Quick Start Guide

Get the llms.txt Generator running locally in under 5 minutes. This guide will walk you through setting up both the backend and frontend for development.

Prerequisites

Before you begin, ensure you have the following installed:

Python 3.11+

Required for the FastAPI backend

Node.js 20+

Required for the Next.js frontend

Git

For cloning the repository

Docker is optional but recommended for simplified deployment. See the Docker Setup section below.

Installation

Clone the Repository

Clone the project to your local machine:

git clone <your-repo-url>
cd llmstxt

Backend Setup

Set up the Python environment and install dependencies:

cd backend
python -m venv venv
source venv/bin/activate  # On Windows: venv\Scripts\activate
pip install -r requirements.txt

The requirements.txt includes:

fastapi
uvicorn[standard]
httpx
beautifulsoup4
pydantic
pydantic-settings
python-dotenv
boto3
pytest
pytest-asyncio
supabase==2.10.0
playwright
PyJWT[crypto]

Install Playwright browsers:

playwright install chromium

Backend Environment Configuration

Create your backend environment file:

cp .env.example .env

Edit .env with your configuration:

# CORS Configuration
CORS_ORIGINS=http://localhost:3000

# Cloudflare R2 Storage (Required)
R2_ENDPOINT=https://your-account-id.r2.cloudflarestorage.com
R2_ACCESS_KEY=your-access-key
R2_SECRET_KEY=your-secret-key
R2_BUCKET=llms-txt
R2_PUBLIC_DOMAIN=https://your-public-domain.com

# Supabase Database (Required)
SUPABASE_URL=https://your-project.supabase.co
SUPABASE_KEY=your-anon-key

# Cron Secret for scheduled updates
CRON_SECRET=your-secret-token

# Brightdata Proxy (Optional - for JS-heavy sites)
BRIGHTDATA_API_KEY=your-customer-id-here
BRIGHTDATA_ENABLED=true
BRIGHTDATA_ZONE=scraping_browser1
BRIGHTDATA_PASSWORD=your-zone-password-here

At minimum, you need to configure R2 storage and Supabase.

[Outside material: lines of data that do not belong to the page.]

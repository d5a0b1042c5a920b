//! Core Tool trait definition

use super::types::ToolSchema;
use crate::error::AgentResult;
use async_trait::async_trait;
use serde_json::Value;

/// A capability the agent can invoke through a model function call
#[async_trait]
pub trait Tool: Send + Sync {
    /// Get the tool's unique name
    fn name(&self) -> &str;

    /// Get the tool's description for LLM understanding
    fn description(&self) -> &str;

    /// Function declaration sent to the model
    fn schema(&self) -> ToolSchema;

    /// Execute the tool with the model-supplied arguments
    ///
    /// The returned value becomes the `response` of the function response
    /// part the model sees next. Failures the model should read about are
    /// returned as `Ok` payloads; `Err` is reserved for failures that make
    /// continuing pointless (a dead server connection, for instance).
    async fn execute(&self, args: Value) -> AgentResult<Value>;
}
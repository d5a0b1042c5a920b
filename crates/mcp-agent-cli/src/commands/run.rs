//! Agent run command
//!
//! Connect to one MCP server, hand its tools to a Gemini agent, ask one
//! question, stream the events until the final answer and close the
//! connection again, whatever happened in between.

use crate::args::RunArgs;
use crate::console::CliConsole;
use crate::signal_handler::SignalHandler;
use anyhow::{Context, Result};
use futures::StreamExt;
use mcp_agent_core::{
    AppConfig, ConnectionParams, Content, InMemorySessionService, LlmAgent, LlmProvider,
    McpToolset, Runner, SessionService,
};
use std::sync::Arc;
use tracing::{debug, instrument};

/// Defaults for one flavour of run
#[derive(Debug, Clone, Copy)]
pub struct Preset {
    pub app_name: &'static str,
    pub instruction: &'static str,
    pub query: &'static str,
    /// Re-list tools after connecting and report it
    pub fetch_tools: bool,
}

pub const STDIO_PRESET: Preset = Preset {
    app_name: "Math_assistant",
    instruction: "Help user with Math operations.",
    query: "How much is 475 * 23?",
    fetch_tools: false,
};

pub const SSE_PRESET: Preset = Preset {
    app_name: "tavily_search",
    instruction: "Help user research information over internet.",
    query: "whats Miraidon?",
    fetch_tools: true,
};

#[derive(Debug, Clone, Copy, PartialEq, Eq)]
pub enum RunOutcome {
    Completed,
    /// Stopped by Ctrl+C
    Interrupted,
}

/// Preset values with command-line overrides applied
#[derive(Debug, Clone, PartialEq)]
pub struct AgentSettings {
    pub app_name: String,
    pub instruction: String,
    pub query: String,
    pub user_id: String,
    pub fetch_tools: bool,
}

impl AgentSettings {
    pub fn resolve(preset: &Preset, args: &RunArgs) -> Self {
        Self {
            app_name: args
                .agent_name
                .clone()
                .unwrap_or_else(|| preset.app_name.to_string()),
            instruction: args
                .instruction
                .clone()
                .unwrap_or_else(|| preset.instruction.to_string()),
            query: args.query.clone().unwrap_or_else(|| preset.query.to_string()),
            user_id: args.user_id.clone(),
            fetch_tools: preset.fetch_tools,
        }
    }
}

/// Run one query against the given server
pub async fn run_agent(
    params: ConnectionParams,
    preset: &Preset,
    args: &RunArgs,
    config: &AppConfig,
    console: &CliConsole,
) -> Result<RunOutcome> {
    let settings = AgentSettings::resolve(preset, args);

    // Fail on a missing key before anything is spawned
    let provider: Arc<dyn LlmProvider> = Arc::new(config.model.build_provider()?);
    debug!(
        model = %config.model.model,
        api_key = ?config.model.masked_api_key(),
        "Using Gemini"
    );

    let signals = SignalHandler::start().context("Failed to install the Ctrl+C handler")?;
    let outcome = connect_and_run(params, &settings, provider, config, &signals, console).await;
    signals.stop();
    outcome
}

async fn connect_and_run(
    params: ConnectionParams,
    settings: &AgentSettings,
    provider: Arc<dyn LlmProvider>,
    config: &AppConfig,
    signals: &SignalHandler,
    console: &CliConsole,
) -> Result<RunOutcome> {
    console.step(&format!(
        "Attempting to connect to MCP {} server...",
        params.transport_label()
    ));

    let server = params.to_string();
    let toolset = tokio::select! {
        _ = signals.interrupted() => {
            console.warn("Interrupted while connecting");
            return Ok(RunOutcome::Interrupted);
        }
        toolset = McpToolset::from_server(params) => {
            toolset.with_context(|| format!("Failed to connect to MCP server {}", server))?
        }
    };
    console.success("MCP Toolset created successfully.");

    let result = converse(&toolset, settings, provider, config, signals, console).await;

    console.step("Closing MCP server connection...");
    let closed = toolset.close().await;
    console.step("Cleanup complete.");

    let outcome = result?;
    closed.context("Failed to close the MCP connection")?;
    Ok(outcome)
}

#[instrument(skip_all, fields(app = %settings.app_name))]
async fn converse(
    toolset: &McpToolset,
    settings: &AgentSettings,
    provider: Arc<dyn LlmProvider>,
    config: &AppConfig,
    signals: &SignalHandler,
    console: &CliConsole,
) -> Result<RunOutcome> {
    let tools = if settings.fetch_tools {
        console.step("Fetching tools from MCP server...");
        let tools = toolset.fetch_tools().await?;
        console.success("Tools fetched successfully.");
        tools
    } else {
        toolset.tools()
    };
    console.step(&format!("Fetched {} tools from MCP server.", tools.len()));

    let agent = LlmAgent::builder(&settings.app_name)
        .model(&config.model.model)
        .instruction(&settings.instruction)
        .generation_config(config.model.generation.clone())
        .tools(tools)
        .provider(provider)
        .build()?;

    let session_service = Arc::new(InMemorySessionService::new());
    let session = session_service
        .create_session(&settings.app_name, &settings.user_id, None, None)
        .await?;
    let runner = Runner::new(&settings.app_name, agent, session_service);

    console.step("Running agent...");
    let mut events = runner.run(
        &settings.user_id,
        &session.id,
        Content::user_text(&settings.query),
    );

    loop {
        let next = tokio::select! {
            _ = signals.interrupted() => {
                console.warn("Interrupted, stopping the agent");
                return Ok(RunOutcome::Interrupted);
            }
            next = events.next() => next,
        };

        let Some(event) = next else {
            console.warn("Agent finished without a final response");
            return Ok(RunOutcome::Completed);
        };
        let event = event?;

        console.event(&event);
        if event.is_final_response() {
            console.final_response(&event);
            return Ok(RunOutcome::Completed);
        }
    }
}
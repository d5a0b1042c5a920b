//! MCP tool operations

use super::McpClient;
use super::super::error::McpError;
use super::super::protocol::methods;
use super::super::types::{ListToolsResult, McpTool, McpToolResult};
use serde_json::{Value, json};
use std::collections::HashSet;
use tracing::{instrument, warn};

impl McpClient {
    /// List available tools, following pagination cursors
    #[instrument(skip(self), level = "debug")]
    pub async fn list_tools(&self) -> Result<Vec<McpTool>, McpError> {
        self.ensure_initialized()?;

        let mut tools = Vec::new();
        let mut cursor: Option<String> = None;
        let mut seen_cursors = HashSet::new();

        loop {
            let params = cursor.as_ref().map(|c| json!({ "cursor": c }));
            let page: ListToolsResult = self.call(methods::TOOLS_LIST, params).await?;
            tools.extend(page.tools);

            match page.next_cursor {
                Some(next) if next.is_empty() => break,
                Some(next) if !seen_cursors.insert(next.clone()) => {
                    warn!("MCP server repeated tools/list cursor '{}', stopping", next);
                    break;
                }
                Some(next) => cursor = Some(next),
                None => break,
            }
        }

        *self.tools.write() = tools.clone();
        Ok(tools)
    }

    /// Call a tool
    #[instrument(skip(self, arguments), fields(tool_name = %name))]
    pub async fn call_tool(&self, name: &str, arguments: Value) -> Result<McpToolResult, McpError> {
        self.ensure_initialized()?;

        let params = json!({
            "name": name,
            "arguments": arguments
        });

        self.call(methods::TOOLS_CALL, Some(params)).await
    }

    /// Ping the server
    pub async fn ping(&self) -> Result<(), McpError> {
        let _: Value = self.call(methods::PING, None).await?;
        Ok(())
    }
}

The Brightdata proxy is optional and only needed for JavaScript-heavy websites.

Frontend Setup

In a new terminal, navigate to the frontend directory:

cd frontend
npm install

Create the frontend environment file:

cp .env.example .env.local

Edit .env.local:

NEXT_PUBLIC_WS_URL=ws://localhost:8000/ws/crawl

Start the Servers

Start both servers in separate terminals:

cd backend
source venv/bin/activate
uvicorn main:app --reload --port 8000

You should see:

Backend: INFO: Uvicorn running on http://127.0.0.1:8000
Frontend: Ready on http://localhost:3000

Access the Application

Open your browser and navigate to:

Frontend UI

http://localhost:3000

Backend API

http://localhost:8000

API Docs

http://localhost:8000/docs

Generate Your First llms.txt

Now that everything is running, let’s generate your first llms.txt file:

Open the Web Interface

Navigate to http://localhost:3000 in your browser.

Enter a Website URL

Enter a website URL you want to crawl. For testing, try:

https://docs.python.org
https://fastapi.tiangolo.com
Your own documentation site

Configure Crawl Parameters

Adjust the settings based on your needs:

Max Pages: Number of pages to crawl (default: 50)
Description Length: Character limit for page excerpts (default: 500)
Enable Auto-Update: Schedule periodic recrawls (optional)
Recrawl Interval: Minutes between updates (default: 360)
LLM Enhancement: AI-powered optimization (optional)
Use Brightdata: For JavaScript-heavy sites (optional)

Start Crawling

Click “Generate llms.txt” and watch the real-time progress in the log window.You’ll see messages like:

Starting crawl of https://example.com
Crawling page 1/50...
Crawling page 2/50...
Found 25 pages
Checking for .md versions of pages...
Found 3 pages with .md versions

Get Your Results

Once complete, you’ll receive:

Generated llms.txt content (viewable in browser)
Download button for the file
Public CDN URL for hosting
Copy button for quick sharing

Understanding the WebSocket API

The backend uses WebSockets for real-time communication. Here’s how the protocol works:

Connection

const ws = new WebSocket('ws://localhost:8000/ws/crawl?api_key=YOUR_KEY');

Send Request

{
  "url": "https://example.com",
  "maxPages": 50,
  "descLength": 500,
  "enableAutoUpdate": false,
  "recrawlIntervalMinutes": 360,
  "llmEnhance": false,
  "useBrightdata": false
}

Receive Messages

The server sends different message types:

{
  "type": "log",
  "content": "Crawling page 1/50..."
}

Implementation Example

Here’s the core WebSocket handler from the backend:

@app.websocket("/ws/crawl")
async def websocket_crawl(websocket: WebSocket):
    # Validate API key
    api_key = websocket.query_params.get("api_key")
    if api_key != settings.api_key:
        await websocket.close(code=1008, reason="Unauthorized")
        return

    await websocket.accept()

    try:
        # Receive configuration
        data = await websocket.receive_text()
        payload = json.loads(data)

        url = str(payload['url'])
        max_pages = payload.get('maxPages', 50)
        desc_length = payload.get('descLength', 500)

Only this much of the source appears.